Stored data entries
____

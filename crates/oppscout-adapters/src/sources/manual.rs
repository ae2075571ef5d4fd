use async_trait::async_trait;
use oppscout_core::text::parse_date_loose;
use oppscout_core::{Candidate, Category};
use tracing::warn;

use super::{decode_json, read_fixture};
use crate::raw::ManualEntry;
use crate::registry::{SourceConfig, SourceMode};
use crate::{non_empty, AdapterError, Crawlability, FetchContext, RawItem, SourceFetcher};

/// Hand-curated entries, read from a JSON file or URL.
pub struct ManualFetcher {
    config: SourceConfig,
}

impl ManualFetcher {
    pub fn new(config: SourceConfig) -> Self {
        Self { config }
    }

    async fn load(&self, ctx: &FetchContext) -> Result<String, AdapterError> {
        let location = self.config.listing_urls.first().map(String::as_str);
        match (self.config.mode, location) {
            (SourceMode::Live, Some(url)) if url.starts_with("http://") || url.starts_with("https://") => {
                Ok(ctx.http.fetch_text(ctx.run_id, &self.config.source_id, url).await?)
            }
            (SourceMode::Live, Some(path)) => {
                let path = ctx.workspace_root.join(path);
                tokio::fs::read_to_string(&path)
                    .await
                    .map_err(|source| AdapterError::Fixture {
                        path: path.display().to_string(),
                        source,
                    })
            }
            _ => read_fixture(ctx, &self.config.source_id, "raw.json").await,
        }
    }
}

fn entry_to_candidate(entry: ManualEntry) -> Candidate {
    let text = format!("{} {}", entry.title, entry.description);
    let category = entry
        .category
        .as_deref()
        .and_then(Category::from_label)
        .unwrap_or_else(|| Category::infer(&text));
    let deadline = entry.deadline.as_deref().and_then(|raw| {
        let parsed = parse_date_loose(raw);
        if parsed.is_none() {
            warn!(title = %entry.title, raw, "manual deadline not understood");
        }
        parsed
    });
    Candidate {
        title: entry.title,
        description: entry.description,
        url: entry.url,
        source: "Manual".to_string(),
        source_native_id: non_empty(entry.id),
        category: Some(category),
        chain: non_empty(entry.chain),
        reward_pool: non_empty(entry.reward_pool),
        deadline,
        tags: entry.tags,
        required_skills: entry.required_skills,
        is_verified: true,
    }
}

#[async_trait]
impl SourceFetcher for ManualFetcher {
    fn source_id(&self) -> &'static str {
        "manual"
    }

    fn source_name(&self) -> &'static str {
        "Manual"
    }

    fn crawlability(&self) -> Crawlability {
        Crawlability::Manual
    }

    async fn fetch(&self, ctx: &FetchContext) -> Result<Vec<RawItem>, AdapterError> {
        let body = self.load(ctx).await?;
        let entries: Vec<ManualEntry> = decode_json("Manual", &body)?;
        Ok(entries.into_iter().map(RawItem::Manual).collect())
    }

    fn parse(&self, raw: Vec<RawItem>) -> Result<Vec<Candidate>, AdapterError> {
        raw.into_iter()
            .map(|item| match item {
                RawItem::Manual(entry) => Ok(entry_to_candidate(entry)),
                other => Err(AdapterError::ForeignPayload {
                    fetcher: "manual",
                    found: other.kind(),
                }),
            })
            .collect()
    }
}
impl SyncPipeline {
    pub fn new(config: PipelineConfig, deps: PipelineDeps) -> Result<Self> {
        let http = HttpFetcher::new(HttpClientConfig {
            timeout: config.http_timeout(),
            user_agent: Some(config.user_agent.clone()),
            source_spacing: config.source_spacing(),
            ..Default::default()
        })?;
        let sessions = SessionPool::new(SessionPoolConfig {
            max_sessions: config.session_concurrency.max(1),
            user_agent: config.user_agent.clone(),
            ..Default::default()
        });
        Ok(Self {
            config,
            deps,
            http: Arc::new(http),
            sessions,
            fetchers: Vec::new(),
            cancel: CancellationToken::new(),
            today: None,
        })
    }

    pub fn with_fetchers(mut self, fetchers: Vec<Box<dyn SourceFetcher>>) -> Self {
        self.fetchers = fetchers;
        self
    }

    pub fn with_cancellation(mut self, cancel: CancellationToken) -> Self {
        self.cancel = cancel;
        self
    }

    /// Pin the date used to resolve year-less deadlines.
    pub fn with_today(mut self, today: NaiveDate) -> Self {
        self.today = Some(today);
        self
    }

    pub fn sessions(&self) -> &SessionPool {
        &self.sessions
    }

    fn enter(&self, run_id: Uuid, phase: RunPhase) {
        info!(%run_id, %phase, "run phase");
    }

    pub async fn run_once(&self) -> Result<RunSummary> {
        let run_id = Uuid::new_v4();
        let span = info_span!("sync_run", %run_id);
        self.run(run_id).instrument(span).await
    }

    async fn run(&self, run_id: Uuid) -> Result<RunSummary> {
        let today = self.today.unwrap_or_else(|| Utc::now().date_naive());
        let mut summary = RunSummary::start(run_id);
        let ctx = FetchContext {
            run_id,
            http: self.http.clone(),
            sessions: self.sessions.clone(),
            workspace_root: self.config.workspace_root.clone(),
            today,
        };

        let (session_fetchers, plain_fetchers): (Vec<_>, Vec<_>) = self
            .fetchers
            .iter()
            .partition(|f| f.crawlability().needs_session());

        self.enter(run_id, RunPhase::FetchingSync);
        let mut candidates: Vec<Candidate> = Vec::new();
        for fetcher in plain_fetchers {
            if self.cancel.is_cancelled() {
                break;
            }
            let report = fetcher.fetch_candidates(&ctx).await;
            summary.absorb(&report);
            candidates.extend(report.candidates);
        }

        self.enter(run_id, RunPhase::FetchingAsync);
        let cancel = &self.cancel;
        let ctx_ref = &ctx;
        let reports: Vec<FetchReport> = stream::iter(session_fetchers)
            .map(|fetcher| async move {
                if cancel.is_cancelled() {
                    return None;
                }
                Some(fetcher.fetch_candidates(ctx_ref).await)
            })
            .buffered(self.config.session_concurrency.max(1))
            .filter_map(|report| async move { report })
            .collect()
            .await;
        for report in reports {
            summary.absorb(&report);
            candidates.extend(report.candidates);
        }

        self.enter(run_id, RunPhase::EnrichingPersisting);
        let resolver = IdentityResolver::new(
            self.deps.store.clone(),
            self.deps.similarity.clone(),
            self.config.similarity_threshold,
            self.config.similarity_top_k,
            self.config.freshness_cutoff_year,
            today,
        );
        let enricher = Enricher::new(
            self.deps.classifier.clone(),
            self.deps.host_resolver.clone(),
            self.config.freshness_cutoff_year,
            today,
        );
        let gateway = PersistenceGateway::new(self.deps.store.clone(), self.deps.similarity.clone());

        let mut created = Vec::new();
        for candidate in candidates {
            if self.cancel.is_cancelled() {
                break;
            }
            self.process(candidate, &resolver, &enricher, &gateway, &mut summary, &mut created)
                .await;
        }

        // Persisted items are notified even after a cancel; a later run only sees them as duplicates.
        self.enter(run_id, RunPhase::Notifying);
        if !created.is_empty() {
            match self.deps.subscribers.notifiable_subscribers().await {
                Ok(subscribers) => {
                    let fanout = NotificationFanout::new(
                        self.deps.notifier.clone(),
                        self.config.notify_concurrency,
                        self.config.notifier_timeout(),
                    );
                    let outcome = fanout.dispatch(&created, &subscribers).await;
                    summary.notified = outcome.sent;
                    summary.notify_failures = outcome.failed;
                }
                Err(err) => warn!(error = %err, "could not load subscribers, skipping notifications"),
            }
        }

        summary.cancelled = self.cancel.is_cancelled();
        summary.finished_at = Utc::now();
        self.enter(run_id, RunPhase::Idle);
        info!(
            %run_id,
            fetchers_run = summary.fetchers_run,
            fetch_failures = summary.fetch_failures,
            candidates_seen = summary.candidates_seen,
            deduplicated = summary.deduplicated,
            merged = summary.merged,
            rejected_stale = summary.rejected_stale,
            rejected_by_classifier = summary.rejected_by_classifier,
            persisted = summary.persisted,
            persist_failures = summary.persist_failures,
            notified = summary.notified,
            notify_failures = summary.notify_failures,
            cancelled = summary.cancelled,
            "sync run finished"
        );

        if let Some(dir) = &self.config.reports_dir {
            if let Err(err) = write_reports(dir, &summary, &created).await {
                warn!(error = %err, "could not write run reports");
            }
        }
        Ok(summary)
    }

    async fn process(
        &self,
        mut candidate: Candidate,
        resolver: &IdentityResolver,
        enricher: &Enricher,
        gateway: &PersistenceGateway,
        summary: &mut RunSummary,
        created: &mut Vec<OpportunityRecord>,
    ) {
        match resolver.resolve(&mut candidate).await {
            Ok(Resolution::New) => {}
            Ok(Resolution::Duplicate { existing_id, merged, tier }) => {
                debug!(title = %candidate.title, %existing_id, ?tier, merged, "duplicate");
                summary.deduplicated += 1;
                if merged {
                    summary.merged += 1;
                }
                return;
            }
            Ok(Resolution::Stale) => {
                summary.rejected_stale += 1;
                return;
            }
            Err(err) => {
                warn!(source = %candidate.source, title = %candidate.title, error = %err, "identity lookup failed");
                summary.persist_failures += 1;
                return;
            }
        }

        let opportunity = match enricher.enrich(candidate).await {
            EnrichOutcome::Ready(opportunity) => opportunity,
            EnrichOutcome::RejectedByClassifier => {
                summary.rejected_by_classifier += 1;
                return;
            }
            EnrichOutcome::Stale => {
                summary.rejected_stale += 1;
                return;
            }
        };

        match gateway.persist(&opportunity).await {
            PersistOutcome::Created(record) => {
                summary.persisted += 1;
                created.push(*record);
            }
            PersistOutcome::Conflict => summary.deduplicated += 1,
            PersistOutcome::Failed(_) => summary.persist_failures += 1,
        }
    }
}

____

• **EXERCISE GOAL**: Which of the lines above include the string "Uuid"? Pick them out and copy them.

• **RESPONSE AREA**:
    fn enter(&self, run_id: Uuid, phase: RunPhase) {
        let run_id = Uuid::new_v4();
    async fn run(&self, run_id: Uuid) -> Result<RunSummary> {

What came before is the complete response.